- _INSTRUCTIONS FOR THE TASK_
Show every line in the entries below where the word "friendships" appears.

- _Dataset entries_
______
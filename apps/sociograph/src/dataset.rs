//! # Dataset Loading
//!
//! Reads a `GraphSpec` from TOML or JSON and builds the in-memory graph.
//! Without a dataset file the built-in demo network is used.

use crate::error::AppError;
use sociograph_core::{Graph, GraphSpec};
use std::path::Path;

/// Maximum dataset file size (16 MB).
const MAX_DATASET_FILE_SIZE: u64 = 16 * 1024 * 1024;

/// The built-in demo network: 19 users, 31 friendships.
const DEMO_DATASET: &str = include_str!("../data/demo.toml");

/// Parse the built-in demo network.
pub fn demo_spec() -> Result<GraphSpec, AppError> {
    parse_toml(DEMO_DATASET)
}

/// Parse a spec from TOML text.
pub fn parse_toml(text: &str) -> Result<GraphSpec, AppError> {
    toml::from_str(text).map_err(|e| AppError::Dataset(format!("Invalid TOML: {}", e)))
}

/// Parse a spec from JSON text.
pub fn parse_json(text: &str) -> Result<GraphSpec, AppError> {
    serde_json::from_str(text).map_err(|e| AppError::Dataset(format!("Invalid JSON: {}", e)))
}

/// Read a spec from a file. `.json` files are parsed as JSON, everything
/// else as TOML.
pub fn load_spec(path: &Path) -> Result<GraphSpec, AppError> {
    let metadata = std::fs::metadata(path)
        .map_err(|e| AppError::Io(format!("Cannot read '{}': {}", path.display(), e)))?;
    if !metadata.is_file() {
        return Err(AppError::Io(format!(
            "'{}' is not a regular file",
            path.display()
        )));
    }
    if metadata.len() > MAX_DATASET_FILE_SIZE {
        return Err(AppError::Dataset(format!(
            "File size {} bytes exceeds maximum allowed {} bytes",
            metadata.len(),
            MAX_DATASET_FILE_SIZE
        )));
    }

    let text = std::fs::read_to_string(path)
        .map_err(|e| AppError::Io(format!("Cannot read '{}': {}", path.display(), e)))?;

    let is_json = path
        .extension()
        .is_some_and(|ext| ext.eq_ignore_ascii_case("json"));

    tracing::debug!("Loading dataset {:?} (json: {})", path, is_json);

    if is_json {
        parse_json(&text)
    } else {
        parse_toml(&text)
    }
}

/// Build the graph from `path`, or from the demo network when `None`.
pub fn load_graph(path: Option<&Path>) -> Result<Graph, AppError> {
    let spec = match path {
        Some(p) => load_spec(p)?,
        None => demo_spec()?,
    };
    let graph = Graph::from_spec(&spec)?;
    tracing::debug!(
        "Built graph with {} users and {} friendships",
        spec.users.len(),
        spec.friendships.len()
    );
    Ok(graph)
}
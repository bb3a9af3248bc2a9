//! # Core Type Definitions
//!
//! This module contains all core types for the Sociograph engine:
//! - Vertex identifiers and metadata (`VertexId`, `Bio`, `Message`, `Vertex`)
//! - Edge weights and their sums (`EdgeWeight`, `TotalWeight`)
//! - Operation outcomes (`Insertion`, `Path`)
//! - Error types (`GraphError`)
//!
//! ## Determinism Guarantees
//!
//! All types in this module:
//! - Use integer arithmetic only (no floating-point)
//! - Implement `Ord` where they key a `BTreeMap`/`BTreeSet`
//! - Accumulate weights in a type twice as wide as a single weight

use serde::{Deserialize, Serialize};
use std::fmt;
use thiserror::Error;

// =============================================================================
// IDENTIFIERS
// =============================================================================

/// Unique identifier of a user in the graph (the user name).
///
/// Ordering is lexicographic on the underlying string; every neighbor map
/// and traversal frontier relies on it for reproducible output.
#[derive(Debug, Clone, PartialEq, Eq, PartialOrd, Ord, Hash, Serialize, Deserialize)]
#[serde(transparent)]
pub struct VertexId(pub String);

impl VertexId {
    /// Create a new vertex identifier from a string.
    #[must_use]
    pub fn new(s: impl Into<String>) -> Self {
        Self(s.into())
    }

    /// Get the identifier as a string slice.
    #[must_use]
    pub fn as_str(&self) -> &str {
        &self.0
    }
}

impl fmt::Display for VertexId {
    fn fmt(&self, f: &mut fmt::Formatter<'_>) -> fmt::Result {
        f.write_str(&self.0)
    }
}

impl From<&str> for VertexId {
    fn from(s: &str) -> Self {
        Self::new(s)
    }
}

impl From<String> for VertexId {
    fn from(s: String) -> Self {
        Self(s)
    }
}

// =============================================================================
// EDGE WEIGHT
// =============================================================================

/// Weight of an undirected edge.
///
/// Unsigned, so non-negativity holds by construction. Any `u64` is a valid
/// weight; sums of weights are kept in [`TotalWeight`].
#[derive(
    Debug, Clone, Copy, PartialEq, Eq, PartialOrd, Ord, Hash, Serialize, Deserialize, Default,
)]
#[serde(transparent)]
pub struct EdgeWeight(pub u64);

impl EdgeWeight {
    /// The zero weight (length of the trivial path).
    pub const ZERO: Self = Self(0);

    /// Create a new edge weight with the given value.
    #[must_use]
    pub const fn new(weight: u64) -> Self {
        Self(weight)
    }

    /// Get the raw weight value.
    #[must_use]
    pub const fn value(self) -> u64 {
        self.0
    }
}

impl fmt::Display for EdgeWeight {
    fn fmt(&self, f: &mut fmt::Formatter<'_>) -> fmt::Result {
        write!(f, "{}", self.0)
    }
}

/// Sum of edge weights along a path or across a graph.
///
/// A `u128` holds the exact sum of up to 2^64 maximal `u64` weights, so
/// comparisons between path lengths are never distorted by clamping.
#[derive(
    Debug, Clone, Copy, PartialEq, Eq, PartialOrd, Ord, Hash, Serialize, Deserialize, Default,
)]
#[serde(transparent)]
pub struct TotalWeight(pub u128);

impl TotalWeight {
    /// The empty sum.
    pub const ZERO: Self = Self(0);

    /// Create a total from a raw value.
    #[must_use]
    pub const fn new(total: u128) -> Self {
        Self(total)
    }

    /// Extend the sum by one edge.
    #[must_use]
    pub fn plus(self, weight: EdgeWeight) -> Self {
        Self(self.0.saturating_add(u128::from(weight.0)))
    }

    /// Get the raw total.
    #[must_use]
    pub const fn value(self) -> u128 {
        self.0
    }
}

impl From<EdgeWeight> for TotalWeight {
    fn from(weight: EdgeWeight) -> Self {
        Self(u128::from(weight.0))
    }
}

impl fmt::Display for TotalWeight {
    fn fmt(&self, f: &mut fmt::Formatter<'_>) -> fmt::Result {
        write!(f, "{}", self.0)
    }
}

// =============================================================================
// VERTEX
// =============================================================================

/// Free-text profile description of a user. Opaque to the engine.
#[derive(Debug, Clone, PartialEq, Eq, Default, Serialize, Deserialize)]
#[serde(transparent)]
pub struct Bio(pub String);

impl Bio {
    /// Create a new bio from a string.
    #[must_use]
    pub fn new(s: impl Into<String>) -> Self {
        Self(s.into())
    }

    /// Get the bio as a string slice.
    #[must_use]
    pub fn as_str(&self) -> &str {
        &self.0
    }
}

/// A text message delivered to a user's inbox.
#[derive(Debug, Clone, PartialEq, Eq, Serialize, Deserialize)]
pub struct Message {
    /// The sender.
    pub from: VertexId,
    /// The message text.
    pub body: String,
}

impl Message {
    /// Create a new message.
    #[must_use]
    pub fn new(from: VertexId, body: impl Into<String>) -> Self {
        Self {
            from,
            body: body.into(),
        }
    }
}

/// A user record stored in the graph.
#[derive(Debug, Clone, PartialEq, Eq, Serialize, Deserialize)]
pub struct Vertex {
    /// The unique user name.
    pub id: VertexId,
    /// Profile text.
    pub bio: Bio,
    /// Messages received, oldest first.
    pub inbox: Vec<Message>,
}

impl Vertex {
    /// Create a new vertex with an empty inbox.
    #[must_use]
    pub fn new(id: VertexId, bio: Bio) -> Self {
        Self {
            id,
            bio,
            inbox: Vec::new(),
        }
    }
}

// =============================================================================
// OPERATION OUTCOMES
// =============================================================================

/// Result of an add operation.
///
/// Adding something that already exists is not an error: the graph is left
/// untouched and the caller is told so.
#[derive(Debug, Clone, Copy, PartialEq, Eq, Serialize, Deserialize)]
pub enum Insertion {
    /// The vertex or edge was created.
    Inserted,
    /// It was already present; nothing changed.
    AlreadyExists,
}

impl Insertion {
    /// True if the operation created something new.
    #[must_use]
    pub const fn is_inserted(self) -> bool {
        matches!(self, Self::Inserted)
    }
}

/// A shortest path between two vertices.
#[derive(Debug, Clone, PartialEq, Eq, Serialize, Deserialize)]
pub struct Path {
    /// Vertices from source to target, both inclusive.
    pub vertices: Vec<VertexId>,
    /// Exact sum of the edge weights along the path.
    pub total_weight: TotalWeight,
}

impl Path {
    /// Number of edges on the path.
    #[must_use]
    pub fn hops(&self) -> usize {
        self.vertices.len().saturating_sub(1)
    }
}

// =============================================================================
// ERROR TYPES
// =============================================================================

/// Errors that can occur in the graph engine.
///
/// - No silent failures
/// - Use `Result<T, GraphError>` for fallible operations
/// - A failed call never leaves a partial mutation behind
#[derive(Debug, Clone, PartialEq, Eq, Error)]
pub enum GraphError {
    /// The operation referenced a vertex that does not exist.
    #[error("Vertex not found: {0}")]
    VertexNotFound(VertexId),

    /// Removal was requested on an edge that does not exist.
    #[error("Edge not found: {0} -- {1}")]
    EdgeNotFound(VertexId, VertexId),

    /// An edge from a vertex to itself was requested.
    #[error("Self-loop rejected: {0}")]
    SelfLoopRejected(VertexId),

    /// The edge exists in only one direction. The symmetry invariant is
    /// broken; this indicates a bug in the engine, not bad input.
    #[error("Inconsistent adjacency between {0} and {1}")]
    InconsistentAdjacency(VertexId, VertexId),

    /// A declarative graph description could not be applied.
    #[error("Invalid graph spec: {0}")]
    InvalidSpec(String),
}

// =============================================================================
// TESTS
// =============================================================================
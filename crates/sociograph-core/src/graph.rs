//! # Graph Engine
//!
//! Composes the vertex store and the adjacency structure into the social
//! graph, and defines the `GraphStore` trait the algorithms run against.
//!
//! All data structures use `BTreeMap` for deterministic ordering.

use crate::adjacency::Adjacency;
use crate::store::VertexStore;
use crate::{Bio, EdgeWeight, GraphError, Insertion, Message, Path, Vertex, VertexId};
use crate::{path, traversal};
use std::collections::BTreeMap;

// =============================================================================
// GRAPHSTORE TRAIT
// =============================================================================

/// The GraphStore trait defines the core graph operations.
///
/// Every mutation either applies completely or not at all. Queries are
/// pure: they never print, log or mutate.
pub trait GraphStore {
    /// Insert a user. Returns `AlreadyExists` (and changes nothing) if the
    /// name is taken.
    fn add_vertex(&mut self, id: VertexId, bio: Bio) -> Insertion;

    /// Remove a user and every friendship incident to it.
    fn remove_vertex(&mut self, id: &VertexId) -> Result<Vertex, GraphError>;

    /// Insert a friendship `a -- b`. Returns `AlreadyExists` and keeps the
    /// original weight if the pair is already connected.
    fn add_edge(
        &mut self,
        a: &VertexId,
        b: &VertexId,
        weight: EdgeWeight,
    ) -> Result<Insertion, GraphError>;

    /// Remove the friendship `a -- b`. Returns its weight.
    fn remove_edge(&mut self, a: &VertexId, b: &VertexId) -> Result<EdgeWeight, GraphError>;

    /// Append a message to a user's inbox.
    fn deliver(&mut self, to: &VertexId, message: Message) -> Result<(), GraphError>;

    /// Membership test.
    fn has_vertex(&self, id: &VertexId) -> bool;

    /// Look up a user record.
    fn get_vertex(&self, id: &VertexId) -> Result<&Vertex, GraphError>;

    /// True iff `a` and `b` are friends.
    fn are_adjacent(&self, a: &VertexId, b: &VertexId) -> bool;

    /// Neighbor -> weight map of `id`, in lexicographic order.
    fn neighbors(&self, id: &VertexId) -> Result<&BTreeMap<VertexId, EdgeWeight>, GraphError>;

    /// Total number of users.
    fn vertex_count(&self) -> usize;

    /// Total number of undirected friendships.
    fn edge_count(&self) -> usize;

    /// Minimum-weight path from `source` to `target`, or `None` if the
    /// target is unreachable.
    fn shortest_path(
        &self,
        source: &VertexId,
        target: &VertexId,
    ) -> Result<Option<Path>, GraphError> {
        path::shortest_path(self, source, target)
    }

    /// Breadth-first discovery order from `start`.
    fn bfs(&self, start: &VertexId) -> Result<Vec<VertexId>, GraphError> {
        traversal::bfs(self, start)
    }

    /// Depth-first pre-order from `start`.
    fn dfs(&self, start: &VertexId) -> Result<Vec<VertexId>, GraphError> {
        traversal::dfs(self, start)
    }
}

// =============================================================================
// GRAPH IMPLEMENTATION
// =============================================================================

/// The in-memory social graph.
///
/// Invariants:
/// - every vertex has an adjacency entry, possibly empty
/// - every adjacency entry names a vertex in the store
/// - `w(a, b) == w(b, a)` and no self-loops
#[derive(Debug, Clone, Default)]
pub struct Graph {
    vertices: VertexStore,
    adjacency: Adjacency,
}

impl Graph {
    /// Create a new empty graph.
    #[must_use]
    pub fn new() -> Self {
        Self::default()
    }

    /// All users in lexicographic order.
    pub fn vertices(&self) -> impl Iterator<Item = &Vertex> {
        self.vertices.iter()
    }

    /// Every friendship once, as `(a, b, w)` with `a < b`.
    pub fn edges(&self) -> impl Iterator<Item = (&VertexId, &VertexId, EdgeWeight)> + '_ {
        self.adjacency.undirected()
    }

    /// Weight of the friendship `a -- b`, if any.
    #[must_use]
    pub fn edge_weight(&self, a: &VertexId, b: &VertexId) -> Option<EdgeWeight> {
        self.adjacency.weight(a, b)
    }

    /// Verify the structural invariants.
    ///
    /// The engine maintains them on every call; this exists for tests and
    /// for callers that want to assert it after bulk construction.
    pub fn check_invariants(&self) -> Result<(), GraphError> {
        for vertex in self.vertices.iter() {
            let neighbors = self
                .adjacency
                .neighbors_of(&vertex.id)
                .ok_or_else(|| GraphError::VertexNotFound(vertex.id.clone()))?;
            for (neighbor, weight) in neighbors {
                self.vertices.require(neighbor)?;
                if neighbor == &vertex.id {
                    return Err(GraphError::SelfLoopRejected(neighbor.clone()));
                }
                if self.adjacency.weight(neighbor, &vertex.id) != Some(*weight) {
                    return Err(GraphError::InconsistentAdjacency(
                        vertex.id.clone(),
                        neighbor.clone(),
                    ));
                }
            }
        }
        Ok(())
    }
}

impl GraphStore for Graph {
    fn add_vertex(&mut self, id: VertexId, bio: Bio) -> Insertion {
        self.adjacency.register(&id);
        self.vertices.insert(id, bio)
    }

    fn remove_vertex(&mut self, id: &VertexId) -> Result<Vertex, GraphError> {
        self.vertices.require(id)?;
        self.adjacency.unregister(id);
        self.vertices.remove(id)
    }

    fn add_edge(
        &mut self,
        a: &VertexId,
        b: &VertexId,
        weight: EdgeWeight,
    ) -> Result<Insertion, GraphError> {
        self.vertices.require(a)?;
        self.vertices.require(b)?;
        self.adjacency.link(a, b, weight)
    }

    fn remove_edge(&mut self, a: &VertexId, b: &VertexId) -> Result<EdgeWeight, GraphError> {
        self.vertices.require(a)?;
        self.vertices.require(b)?;
        self.adjacency.unlink(a, b)
    }

    fn deliver(&mut self, to: &VertexId, message: Message) -> Result<(), GraphError> {
        self.vertices.deliver(to, message)
    }

    fn has_vertex(&self, id: &VertexId) -> bool {
        self.vertices.contains(id)
    }

    fn get_vertex(&self, id: &VertexId) -> Result<&Vertex, GraphError> {
        self.vertices.get(id)
    }

    fn are_adjacent(&self, a: &VertexId, b: &VertexId) -> bool {
        self.adjacency.contains(a, b)
    }

    fn neighbors(&self, id: &VertexId) -> Result<&BTreeMap<VertexId, EdgeWeight>, GraphError> {
        self.vertices.require(id)?;
        self.adjacency
            .neighbors_of(id)
            .ok_or_else(|| GraphError::VertexNotFound(id.clone()))
    }

    fn vertex_count(&self) -> usize {
        self.vertices.len()
    }

    fn edge_count(&self) -> usize {
        self.adjacency.edge_count()
    }
}

// =============================================================================
// TESTS
// =============================================================================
______
- _EXERCISE RESULT_
/// The built-in demo network: 19 users, 31 friendships.
        "Built graph with {} users and {} friendships",
        spec.friendships.len()
    /// Total number of undirected friendships.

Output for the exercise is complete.